Elon Musk shared a preview of Tesla’s Model 3 launch event on Friday, and it looks set to stun. The CEO is gearing up to hand over the initial batches of the electric car (base: $35,000) to a select few buyers at a “handover event,” set to start at 7 p.m. Pacific time at the company’s Fremont factory in California.

It’s a big moment for the company. The Model 3 is by far the cheapest car Tesla has ever produced, severely undercutting the current-cheapest vehicle, the Model S, which starts at $68,000. The lower price is expected to boost demand: where Tesla currently makes fewer than 10,000 cars per month on average, the company is aiming to boost production to reach 10,000 cars per week at some point in 2018.

To reach this goal, Tesla is constructing a “Gigafactory” in the Nevada desert, and plans to announce three more factories sometime this year.

Watch the preview here:

Setting up for Model 3 handover tomorrow night ...

A post shared by Elon Musk (@elonmusk) on

The handover will see 30 customers receive one of the first Model 3 vehicles every produced, after the car entered production earlier this month. These aren’t actually the first Model 3s, as the “serial number one” model was passed onto its owner on July 9. It is, however, a culmination of years of promise that Tesla could deliver an affordable electric car, a plan that first took its steps into action when the company’s first vehicle, the $109,000 Roadster, hit the roads in 2008. Fan anticipation is reaching fever pitch, epitomized by reaction to Musk’s preview video.

“Reminds me of Kennedy’s space age speech,” said Reddit user reefine. “Why did we choose to make the electric car? Not because it is easy but because it is hard. Because that goal will serve to save our planet from global warming. That challenge is the only one we are willing to accept. Cheers everyone on this glorious eve. Model 3 or bust!”

“This is quite an emotional moment,” said Reddit user hey_ghis.

Over 400,000 customers have placed a deposit ($1,000 in the United States) to be among the first to receive a Model 3. Tesla’s website currently advises newcomers that they may not receive their car until next year, owing to the giant backlog of orders. It’s an impressive number, especially considering the fact that Tesla has yet to sell 200,000 cars in the U.S. Once sales reach that figure, though, federal subsidies will gradually phase out, increasing the cost to consumers.

At the handover event, fans are expecting to find out the last missing pieces of information ahead of launch. Musk has been vague on specifics, like how much optional extras will cost, and the $35,000 figure is only for the base model. Last year, Musk claimed the average sale price would come to approximately $42,000 as buyers add on extras.

The Tesla Model 3.
The Tesla Model 3.

A number of questions remain that details about extras should clarify. Tesla promises a minimum battery range of 215 miles, but Jeff Evanson, vice president of investor relations, claimed the Model 3 will start with battery sizes smaller than 60kWh. The base Model S, with a 75kWh battery, gets around 250 miles per charge. The new car has been designed to get more range from the same size battery, using an aerodynamic design and lightweight components, but how small a battery the company can achieve is not yet known.
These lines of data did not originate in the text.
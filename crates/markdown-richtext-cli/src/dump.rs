use std::fmt::Write;

use markdown_richtext_engine::{Paragraph, RenderedDocument, Run};

/// Text dump of paragraphs, runs and images, one item per line.
pub fn dump(document: &RenderedDocument) -> String {
    let mut out = String::new();
    for (index, paragraph) in document.paragraphs.iter().enumerate() {
        dump_paragraph(&mut out, index, paragraph);
    }
    for image in &document.images {
        let _ = writeln!(
            out,
            "image {:?} alt={:?} size={:?}x{:?} in paragraph {}",
            image.source, image.alt, image.width, image.height, image.paragraph
        );
    }
    out
}

fn dump_paragraph(out: &mut String, index: usize, paragraph: &Paragraph) {
    let style = &paragraph.style;
    let _ = writeln!(
        out,
        "paragraph {index}: {:?} head={} tail={} after={} stops={:?}",
        style.alignment, style.head_indent, style.tail_indent, style.spacing_after, style.tab_stops
    );
    for run in &paragraph.runs {
        let _ = writeln!(out, "  {:?}{}", run.text, flags(run));
    }
}

fn flags(run: &Run) -> String {
    let attributes = &run.attributes;
    let font = &attributes.font;
    let mut flags = format!(" {}@{}", font.family, font.size);
    for (set, name) in [
        (font.bold, "bold"),
        (font.italic, "italic"),
        (font.monospaced, "mono"),
        (attributes.underline, "underline"),
        (attributes.strikethrough, "strike"),
    ] {
        if set {
            flags.push(' ');
            flags.push_str(name);
        }
    }
    let _ = write!(flags, " fg={}", attributes.foreground);
    if let Some(background) = attributes.background {
        let _ = write!(flags, " bg={background}");
    }
    if let Some(link) = &attributes.link {
        let _ = write!(flags, " link={link}");
    }
    flags
}
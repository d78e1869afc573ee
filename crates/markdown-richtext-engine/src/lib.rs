//! Renders markdown into paragraph-structured styled text.
//!
//! The output of a render call is a [`RenderedDocument`]: paragraphs with
//! their layout attributes, each holding runs of text that share one set of
//! character attributes. A small vocabulary of inline HTML tags is treated as
//! pseudo-markup, and pipe tables inside a paragraph are laid out with
//! padding characters.
//!
//! ```
//! use markdown_richtext_engine::{Environment, MonospaceMeasurer, Style, render_markdown};
//!
//! let rendered = render_markdown(
//!     "Hello <u>world</u>",
//!     &Style::default(),
//!     &Environment::default(),
//!     &MonospaceMeasurer::default(),
//! );
//! assert_eq!(rendered.plain_text(), "Hello world");
//! ```

pub mod models;
pub mod parsing;
pub mod rendering;
pub mod style;

// Re-export key types for easier usage
pub use models::*;
pub use parsing::{MarkdownParser, PulldownParser, parse_markdown};
pub use rendering::{ParagraphEdit, RenderState, Renderer};
pub use style::{Environment, MonospaceMeasurer, SizeCategory, Style, TextMeasurer};

/// Parses and renders `markdown` in one call.
pub fn render_markdown(
    markdown: &str,
    style: &Style,
    environment: &Environment,
    measurer: &(dyn TextMeasurer + Sync),
) -> RenderedDocument {
    Renderer::new(style, environment, measurer).render_markdown(markdown)
}
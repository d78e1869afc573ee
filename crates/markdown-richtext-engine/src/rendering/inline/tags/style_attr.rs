use std::sync::OnceLock;

use regex::Regex;

use crate::models::Color;
use crate::rendering::state::RenderState;

/// Font size requested by a styled tag.
#[derive(Debug, Clone, Copy, PartialEq)]
pub enum FontSize {
    /// Absolute point size
    Points(f32),
    /// Factor applied to the enclosing size
    Scale(f32),
}

/// Character overrides carried by `<span style>` and `<font>` tags.
///
/// Unset fields keep whatever the enclosing scope uses.
#[derive(Debug, Clone, Default, PartialEq)]
pub struct StyleOverride {
    pub color: Option<Color>,
    pub background: Option<Color>,
    pub size: Option<FontSize>,
    pub bold: Option<bool>,
    pub italic: Option<bool>,
    pub family: Option<String>,
}

/// `<font size>` steps 1 to 7 in pixels; 3 is the normal size.
const FONT_SIZE_STEPS: [f32; 7] = [10.0, 13.0, 16.0, 18.0, 24.0, 32.0, 48.0];
const NORMAL_FONT_STEP: i32 = 3;

fn declaration_regex() -> &'static Regex {
    static DECLARATION: OnceLock<Regex> = OnceLock::new();
    DECLARATION.get_or_init(|| {
        Regex::new(r"([A-Za-z-]+)\s*:\s*([^;]+)").expect("Invalid declaration regex")
    })
}

fn size_regex() -> &'static Regex {
    static SIZE: OnceLock<Regex> = OnceLock::new();
    SIZE.get_or_init(|| {
        Regex::new(r"^(\d*\.?\d+)\s*(px|pt|em|rem|%)?$").expect("Invalid size regex")
    })
}

impl StyleOverride {
    /// Reads the declarations of a CSS `style` attribute. Properties outside
    /// the supported set and values that do not parse are skipped.
    pub fn from_style_attr(style: &str) -> Self {
        let mut out = Self::default();
        for caps in declaration_regex().captures_iter(style) {
            let property = caps[1].to_ascii_lowercase();
            let value = caps[2].trim();
            match property.as_str() {
                "color" => out.color = parse_color(value),
                "background" | "background-color" => out.background = parse_color(value),
                "font-size" => out.size = parse_css_size(value),
                "font-weight" => out.bold = parse_weight(value),
                "font-style" => {
                    out.italic = match value.to_ascii_lowercase().as_str() {
                        "italic" | "oblique" => Some(true),
                        "normal" => Some(false),
                        _ => None,
                    }
                }
                "font-family" => out.family = first_family(value),
                _ => log::trace!("ignoring style property {property}"),
            }
        }
        out
    }

    /// Reads the attributes of a legacy `<font>` tag.
    pub fn from_font_attrs(color: Option<&str>, size: Option<&str>, face: Option<&str>) -> Self {
        Self {
            color: color.and_then(parse_color),
            size: size.and_then(parse_font_step),
            family: face.and_then(first_family),
            ..Self::default()
        }
    }

    /// Derives the state a scope with these overrides renders in.
    pub fn apply(&self, state: &RenderState) -> RenderState {
        let mut next = state.clone();
        if let Some(bold) = self.bold {
            next.font.bold = bold;
        }
        if let Some(italic) = self.italic {
            next.font.italic = italic;
        }
        match self.size {
            Some(FontSize::Points(points)) => next.font.size = points,
            Some(FontSize::Scale(factor)) => next.font.size *= factor,
            None => {}
        }
        if let Some(family) = &self.family {
            next.font.family = family.clone();
        }
        if let Some(color) = self.color {
            next.color = color;
        }
        next
    }
}

fn parse_color(value: &str) -> Option<Color> {
    match Color::parse(value) {
        Ok(color) => Some(color),
        Err(e) => {
            log::debug!("ignoring color override: {e}");
            None
        }
    }
}

fn parse_css_size(value: &str) -> Option<FontSize> {
    let caps = size_regex().captures(value.trim())?;
    let number: f32 = caps[1].parse().ok()?;
    if number <= 0.0 {
        return None;
    }
    match caps.get(2).map(|m| m.as_str()) {
        None | Some("px") | Some("pt") => Some(FontSize::Points(number)),
        Some("em") | Some("rem") => Some(FontSize::Scale(number)),
        Some(_) => Some(FontSize::Scale(number / 100.0)),
    }
}

/// `<font size>` accepts a step from 1 to 7 or a signed offset from 3.
fn parse_font_step(value: &str) -> Option<FontSize> {
    let value = value.trim();
    let step = if let Some(rest) = value.strip_prefix('+') {
        NORMAL_FONT_STEP.saturating_add(rest.parse::<i32>().ok()?)
    } else if value.starts_with('-') {
        NORMAL_FONT_STEP.saturating_add(value.parse::<i32>().ok()?)
    } else {
        value.parse::<i32>().ok()?
    };
    let index = usize::try_from(step.clamp(1, 7) - 1).ok()?;
    let normal = FONT_SIZE_STEPS[(NORMAL_FONT_STEP - 1) as usize];
    Some(FontSize::Scale(FONT_SIZE_STEPS[index] / normal))
}

fn parse_weight(value: &str) -> Option<bool> {
    match value.to_ascii_lowercase().as_str() {
        "bold" | "bolder" => Some(true),
        "normal" | "lighter" => Some(false),
        numeric => numeric.parse::<u16>().ok().map(|w| w >= 600),
    }
}

fn first_family(value: &str) -> Option<String> {
    let family = value
        .split(',')
        .next()?
        .trim()
        .trim_matches(|c| c == '"' || c == '\'');
    (!family.is_empty()).then(|| family.to_string())
}

#[cfg(test)]
mod tests {
    use super::*;
    use crate::style::{Environment, Style};
    use pretty_assertions::assert_eq;
    use rstest::rstest;

    #[test]
    fn reads_supported_declarations() {
        let o = StyleOverride::from_style_attr(
            "color: red; background-color:#00ff00; font-weight: bold; font-style:italic; font-family: 'Iowan Old Style', serif",
        );
        assert_eq!(o.color, Some(Color::rgb(255, 0, 0)));
        assert_eq!(o.background, Some(Color::rgb(0, 255, 0)));
        assert_eq!(o.bold, Some(true));
        assert_eq!(o.italic, Some(true));
        assert_eq!(o.family.as_deref(), Some("Iowan Old Style"));
    }

    #[test]
    fn skips_unknown_properties_and_bad_values() {
        let o = StyleOverride::from_style_attr("color: notacolor; margin: 4px; font-size: huge");
        assert_eq!(o, StyleOverride::default());
    }

    #[rstest]
    #[case("12px", Some(FontSize::Points(12.0)))]
    #[case("9pt", Some(FontSize::Points(9.0)))]
    #[case("1.5em", Some(FontSize::Scale(1.5)))]
    #[case("50%", Some(FontSize::Scale(0.5)))]
    #[case("14", Some(FontSize::Points(14.0)))]
    #[case("0px", None)]
    #[case("large", None)]
    fn css_sizes(#[case] input: &str, #[case] expected: Option<FontSize>) {
        assert_eq!(parse_css_size(input), expected);
    }

    #[rstest]
    #[case("3", 1.0)]
    #[case("6", 2.0)]
    #[case("+3", 2.0)]
    #[case("-2", 10.0 / 16.0)]
    #[case("12", 3.0)]
    #[case("+2147483647", 3.0)]
    #[case("-2147483648", 10.0 / 16.0)]
    fn font_steps(#[case] input: &str, #[case] factor: f32) {
        assert_eq!(parse_font_step(input), Some(FontSize::Scale(factor)));
    }

    #[test]
    fn weights() {
        assert_eq!(parse_weight("700"), Some(true));
        assert_eq!(parse_weight("400"), Some(false));
        assert_eq!(parse_weight("heavy"), None);
    }

    #[test]
    fn apply_only_touches_set_fields() {
        let base = RenderState::new(&Style::default(), &Environment::default());
        let o = StyleOverride {
            color: Some(Color::rgb(1, 2, 3)),
            size: Some(FontSize::Scale(2.0)),
            ..StyleOverride::default()
        };
        let next = o.apply(&base);
        assert_eq!(next.color, Color::rgb(1, 2, 3));
        assert_eq!(next.font.size, base.font.size * 2.0);
        assert_eq!(next.font.family, base.font.family);
        assert_eq!(next.font.bold, base.font.bold);
    }
}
The other question is how big a battery consumers can order for the Model 3. Musk has already confirmed the car does not have a wheel base wide enough for 100kWh, limiting options somewhat. The top-end 100kWh Model S is capable of reaching 315 miles per charge, so it will be interesting to see if Tesla can achieve a similar range on a smaller battery.

The fact the event is even taking place in July is impressive. Tesla’s internal deadline to start production was July 1, but by Musk’s own admission, it was an “impossible” deadline more aimed at holding manufacturers’ feet to the fire to ensure parts were delivered on time. In the end, the car passed all regulatory checks two weeks sooner than expected.

The rapid production start bodes well for future expansion. Back in February, Tesla set itself the goal of producing 5,000 Model 3 vehicles per week by the end of the year. Earlier this month, Musk reiterated that goal, explaining that production would ramp up exponentially. In August, the company expects to produce 500 Model 3s, followed by 1,500 the following month, until reaching 20,000 per month in December.

Update 7/28: An earlier version of this story claimed the event was taking place at the Tesla Design Studio in Hawthorne. The event is taking place at the Fremont factory. The story has been updated.